* [STORED DATA]:
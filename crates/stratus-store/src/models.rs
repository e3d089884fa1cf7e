//! Data models for stored data.

use serde::{Deserialize, Serialize};
use time::OffsetDateTime;

use stratus_types::{
    Coordinates, ErrorKind, ForecastItem, SyncKind, SyncStatus, Units, WeatherReading,
};

/// Input for creating a tracked location.
#[derive(Debug, Clone, PartialEq)]
pub struct NewLocation {
    /// Resolved place name.
    pub name: String,
    /// ISO country code.
    pub country: String,
    /// Geocoded position.
    pub coordinates: Coordinates,
    /// Initial display label; defaults to `"{name}, {country}"` when `None`.
    pub display_name: Option<String>,
    /// Sync interval in seconds.
    pub sync_interval_secs: u32,
}

/// Partial update of a location's editable metadata.
#[derive(Debug, Clone, Default, PartialEq)]
pub struct LocationUpdate {
    /// New display label.
    pub display_name: Option<String>,
    /// New favorite flag.
    pub is_favorite: Option<bool>,
    /// New sync interval in seconds.
    pub sync_interval_secs: Option<u32>,
}

impl LocationUpdate {
    /// Whether the update changes nothing.
    pub fn is_empty(&self) -> bool {
        self.display_name.is_none() && self.is_favorite.is_none() && self.sync_interval_secs.is_none()
    }
}

/// A current-weather snapshot stored in the database.
#[derive(Debug, Clone, PartialEq, Serialize, Deserialize)]
pub struct StoredSnapshot {
    /// Database row ID.
    pub id: i64,
    /// Owning location.
    pub location_id: i64,
    /// When the snapshot was written locally.
    #[serde(with = "time::serde::rfc3339")]
    pub captured_at: OffsetDateTime,
    /// Unit system the observation was fetched in.
    pub units: Units,
    /// The observation itself.
    #[serde(flatten)]
    pub reading: WeatherReading,
}

impl StoredSnapshot {
    /// The observation expressed in `units`.
    pub fn reading_in(&self, units: Units) -> WeatherReading {
        self.reading.converted(self.units, units)
    }

    /// This snapshot re-expressed in `units`.
    pub fn into_units(self, units: Units) -> StoredSnapshot {
        if self.units == units {
            return self;
        }
        StoredSnapshot {
            reading: self.reading.converted(self.units, units),
            units,
            ..self
        }
    }
}

/// A forecast entry stored in the database.
#[derive(Debug, Clone, PartialEq, Serialize, Deserialize)]
pub struct StoredForecast {
    /// Database row ID.
    pub id: i64,
    /// Owning location.
    pub location_id: i64,
    /// When the forecast set was fetched.
    #[serde(with = "time::serde::rfc3339")]
    pub fetched_at: OffsetDateTime,
    /// Unit system the forecast was fetched in.
    pub units: Units,
    /// The forecast sample.
    #[serde(flatten)]
    pub item: ForecastItem,
}

impl StoredForecast {
    /// The sample expressed in `units`.
    pub fn item_in(&self, units: Units) -> ForecastItem {
        self.item.converted(self.units, units)
    }
}

/// Input for a sync outcome row.
#[derive(Debug, Clone, PartialEq)]
pub struct NewOutcome {
    /// Location the cycle ran for.
    pub location_id: i64,
    /// What the cycle fetched.
    pub kind: SyncKind,
    /// Terminal state.
    pub status: SyncStatus,
    /// Failure classification.
    pub error_kind: Option<ErrorKind>,
    /// Failure message.
    pub error_message: Option<String>,
    /// Advisory note attached to a successful cycle.
    pub note: Option<String>,
    /// When the cycle started.
    pub started_at: OffsetDateTime,
    /// When the cycle reached its terminal state.
    pub completed_at: OffsetDateTime,
}

impl NewOutcome {
    /// A successful outcome.
    pub fn success(
        location_id: i64,
        kind: SyncKind,
        note: Option<String>,
        started_at: OffsetDateTime,
        completed_at: OffsetDateTime,
    ) -> Self {
        Self {
            location_id,
            kind,
            status: SyncStatus::Success,
            error_kind: None,
            error_message: None,
            note,
            started_at,
            completed_at,
        }
    }

    /// A failed outcome with its classification.
    pub fn failure(
        location_id: i64,
        kind: SyncKind,
        error_kind: ErrorKind,
        error_message: impl Into<String>,
        started_at: OffsetDateTime,
        completed_at: OffsetDateTime,
    ) -> Self {
        Self {
            location_id,
            kind,
            status: SyncStatus::Failed,
            error_kind: Some(error_kind),
            error_message: Some(error_message.into()),
            note: None,
            started_at,
            completed_at,
        }
    }
}

/// A sync outcome stored in the database.
#[derive(Debug, Clone, PartialEq, Serialize, Deserialize)]
pub struct StoredOutcome {
    /// Database row ID.
    pub id: i64,
    /// Location the cycle ran for.
    pub location_id: i64,
    /// What the cycle fetched.
    pub kind: SyncKind,
    /// Terminal state.
    pub status: SyncStatus,
    /// Failure classification.
    pub error_kind: Option<ErrorKind>,
    /// Failure message.
    pub error_message: Option<String>,
    /// Advisory note.
    pub note: Option<String>,
    /// When the cycle started.
    #[serde(with = "time::serde::rfc3339")]
    pub started_at: OffsetDateTime,
    /// When the cycle reached its terminal state.
    #[serde(with = "time::serde::rfc3339")]
    pub completed_at: OffsetDateTime,
}

/// A global preference.
#[derive(Debug, Clone, PartialEq, Serialize, Deserialize)]
pub struct StoredPreference {
    /// Preference key.
    pub key: String,
    /// Raw value.
    pub value: String,
    /// Last change.
    #[serde(with = "time::serde::rfc3339")]
    pub updated_at: OffsetDateTime,
}

/// Everything a successful sync cycle writes, committed as one transaction.
#[derive(Debug, Clone)]
pub struct SyncCommit<'a> {
    /// Location the cycle ran for.
    pub location_id: i64,
    /// New current-weather observation.
    pub reading: &'a WeatherReading,
    /// Unit system the reading and forecast were fetched in.
    pub units: Units,
    /// Replacement forecast set; `None` keeps the existing set.
    pub forecast: Option<&'a [ForecastItem]>,
    /// Outcome row for the cycle.
    pub outcome: &'a NewOutcome,
}

/// Column names of the snapshot CSV export.
pub(crate) const SNAPSHOT_CSV_HEADER: [&str; 16] = [
    "location_id",
    "api_timestamp",
    "captured_at",
    "units",
    "temperature",
    "feels_like",
    "temp_min",
    "temp_max",
    "pressure",
    "humidity",
    "weather_main",
    "weather_description",
    "wind_speed",
    "wind_deg",
    "clouds",
    "visibility",
];

/// Flat CSV row for snapshot exports.
#[derive(Debug, Serialize)]
pub(crate) struct SnapshotCsvRow<'a> {
    pub location_id: i64,
    pub api_timestamp: String,
    pub captured_at: String,
    pub units: &'static str,
    pub temperature: f64,
    pub feels_like: f64,
    pub temp_min: f64,
    pub temp_max: f64,
    pub pressure: u32,
    pub humidity: u8,
    pub weather_main: &'a str,
    pub weather_description: &'a str,
    pub wind_speed: f64,
    pub wind_deg: Option<u16>,
    pub clouds: u8,
    pub visibility: Option<u32>,
}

* [EXERCISE BRIEF]: Reproduce the data in its entirety. Keep every character unchanged.

* [OUTPUT BELOW]:
filename crates/stratus-store/src/models.rs
repository e3d089884fa1cf7e
//! Data models for stored data.

use serde::{Deserialize, Serialize};
use time::OffsetDateTime;

use stratus_types::{
    Coordinates, ErrorKind, ForecastItem, SyncKind, SyncStatus, Units, WeatherReading,
};

/// Input for creating a tracked location.
#[derive(Debug, Clone, PartialEq)]
pub struct NewLocation {
    /// Resolved place name.
    pub name: String,
    /// ISO country code.
    pub country: String,
    /// Geocoded position.
    pub coordinates: Coordinates,
    /// Initial display label; defaults to `"{name}, {country}"` when `None`.
    pub display_name: Option<String>,
    /// Sync interval in seconds.
    pub sync_interval_secs: u32,
}

/// Partial update of a location's editable metadata.
#[derive(Debug, Clone, Default, PartialEq)]
pub struct LocationUpdate {
    /// New display label.
    pub display_name: Option<String>,
    /// New favorite flag.
    pub is_favorite: Option<bool>,
    /// New sync interval in seconds.
    pub sync_interval_secs: Option<u32>,
}

impl LocationUpdate {
    /// Whether the update changes nothing.
    pub fn is_empty(&self) -> bool {
        self.display_name.is_none() && self.is_favorite.is_none() && self.sync_interval_secs.is_none()
    }
}

/// A current-weather snapshot stored in the database.
#[derive(Debug, Clone, PartialEq, Serialize, Deserialize)]
pub struct StoredSnapshot {
    /// Database row ID.
    pub id: i64,
    /// Owning location.
    pub location_id: i64,
    /// When the snapshot was written locally.
    #[serde(with = "time::serde::rfc3339")]
    pub captured_at: OffsetDateTime,
    /// Unit system the observation was fetched in.
    pub units: Units,
    /// The observation itself.
    #[serde(flatten)]
    pub reading: WeatherReading,
}

impl StoredSnapshot {
    /// The observation expressed in `units`.
    pub fn reading_in(&self, units: Units) -> WeatherReading {
        self.reading.converted(self.units, units)
    }

    /// This snapshot re-expressed in `units`.
    pub fn into_units(self, units: Units) -> StoredSnapshot {
        if self.units == units {
            return self;
        }
        StoredSnapshot {
            reading: self.reading.converted(self.units, units),
            units,
            ..self
        }
    }
}

/// A forecast entry stored in the database.
#[derive(Debug, Clone, PartialEq, Serialize, Deserialize)]
pub struct StoredForecast {
    /// Database row ID.
    pub id: i64,
    /// Owning location.
    pub location_id: i64,
    /// When the forecast set was fetched.
    #[serde(with = "time::serde::rfc3339")]
    pub fetched_at: OffsetDateTime,
    /// Unit system the forecast was fetched in.
    pub units: Units,
    /// The forecast sample.
    #[serde(flatten)]
    pub item: ForecastItem,
}

impl StoredForecast {
    /// The sample expressed in `units`.
    pub fn item_in(&self, units: Units) -> ForecastItem {
        self.item.converted(self.units, units)
    }
}

/// Input for a sync outcome row.
#[derive(Debug, Clone, PartialEq)]
pub struct NewOutcome {
    /// Location the cycle ran for.
    pub location_id: i64,
    /// What the cycle fetched.
    pub kind: SyncKind,
    /// Terminal state.
    pub status: SyncStatus,
    /// Failure classification.
    pub error_kind: Option<ErrorKind>,
    /// Failure message.
    pub error_message: Option<String>,
    /// Advisory note attached to a successful cycle.
    pub note: Option<String>,
    /// When the cycle started.
    pub started_at: OffsetDateTime,
    /// When the cycle reached its terminal state.
    pub completed_at: OffsetDateTime,
}

impl NewOutcome {
    /// A successful outcome.
    pub fn success(
        location_id: i64,
        kind: SyncKind,
        note: Option<String>,
        started_at: OffsetDateTime,
        completed_at: OffsetDateTime,
    ) -> Self {
        Self {
            location_id,
            kind,
            status: SyncStatus::Success,
            error_kind: None,
            error_message: None,
            note,
            started_at,
            completed_at,
        }
    }

    /// A failed outcome with its classification.
    pub fn failure(
        location_id: i64,
        kind: SyncKind,
        error_kind: ErrorKind,
        error_message: impl Into<String>,
        started_at: OffsetDateTime,
        completed_at: OffsetDateTime,
    ) -> Self {
        Self {
            location_id,
            kind,
            status: SyncStatus::Failed,
            error_kind: Some(error_kind),
            error_message: Some(error_message.into()),
            note: None,
            started_at,
            completed_at,
        }
    }
}

/// A sync outcome stored in the database.
#[derive(Debug, Clone, PartialEq, Serialize, Deserialize)]
pub struct StoredOutcome {
    /// Database row ID.
    pub id: i64,
    /// Location the cycle ran for.
    pub location_id: i64,
    /// What the cycle fetched.
    pub kind: SyncKind,
    /// Terminal state.
    pub status: SyncStatus,
    /// Failure classification.
    pub error_kind: Option<ErrorKind>,
    /// Failure message.
    pub error_message: Option<String>,
    /// Advisory note.
    pub note: Option<String>,
    /// When the cycle started.
    #[serde(with = "time::serde::rfc3339")]
    pub started_at: OffsetDateTime,
    /// When the cycle reached its terminal state.
    #[serde(with = "time::serde::rfc3339")]
    pub completed_at: OffsetDateTime,
}

/// A global preference.
#[derive(Debug, Clone, PartialEq, Serialize, Deserialize)]
pub struct StoredPreference {
    /// Preference key.
    pub key: String,
    /// Raw value.
    pub value: String,
    /// Last change.
    #[serde(with = "time::serde::rfc3339")]
    pub updated_at: OffsetDateTime,
}

/// Everything a successful sync cycle writes, committed as one transaction.
#[derive(Debug, Clone)]
pub struct SyncCommit<'a> {
    /// Location the cycle ran for.
    pub location_id: i64,
    /// New current-weather observation.
    pub reading: &'a WeatherReading,
    /// Unit system the reading and forecast were fetched in.
    pub units: Units,
    /// Replacement forecast set; `None` keeps the existing set.
    pub forecast: Option<&'a [ForecastItem]>,
    /// Outcome row for the cycle.
    pub outcome: &'a NewOutcome,
}

/// Column names of the snapshot CSV export.
pub(crate) const SNAPSHOT_CSV_HEADER: [&str; 16] = [
    "location_id",
    "api_timestamp",
    "captured_at",
    "units",
    "temperature",
    "feels_like",
    "temp_min",
    "temp_max",
    "pressure",
    "humidity",
    "weather_main",
    "weather_description",
    "wind_speed",
    "wind_deg",
    "clouds",
    "visibility",
];

/// Flat CSV row for snapshot exports.
#[derive(Debug, Serialize)]
pub(crate) struct SnapshotCsvRow<'a> {
    pub location_id: i64,
    pub api_timestamp: String,
    pub captured_at: String,
    pub units: &'static str,
    pub temperature: f64,
    pub feels_like: f64,
    pub temp_min: f64,
    pub temp_max: f64,
    pub pressure: u32,
    pub humidity: u8,
    pub weather_main: &'a str,
    pub weather_description: &'a str,
    pub wind_speed: f64,
    pub wind_deg: Option<u16>,
    pub clouds: u8,
    pub visibility: Option<u32>,
}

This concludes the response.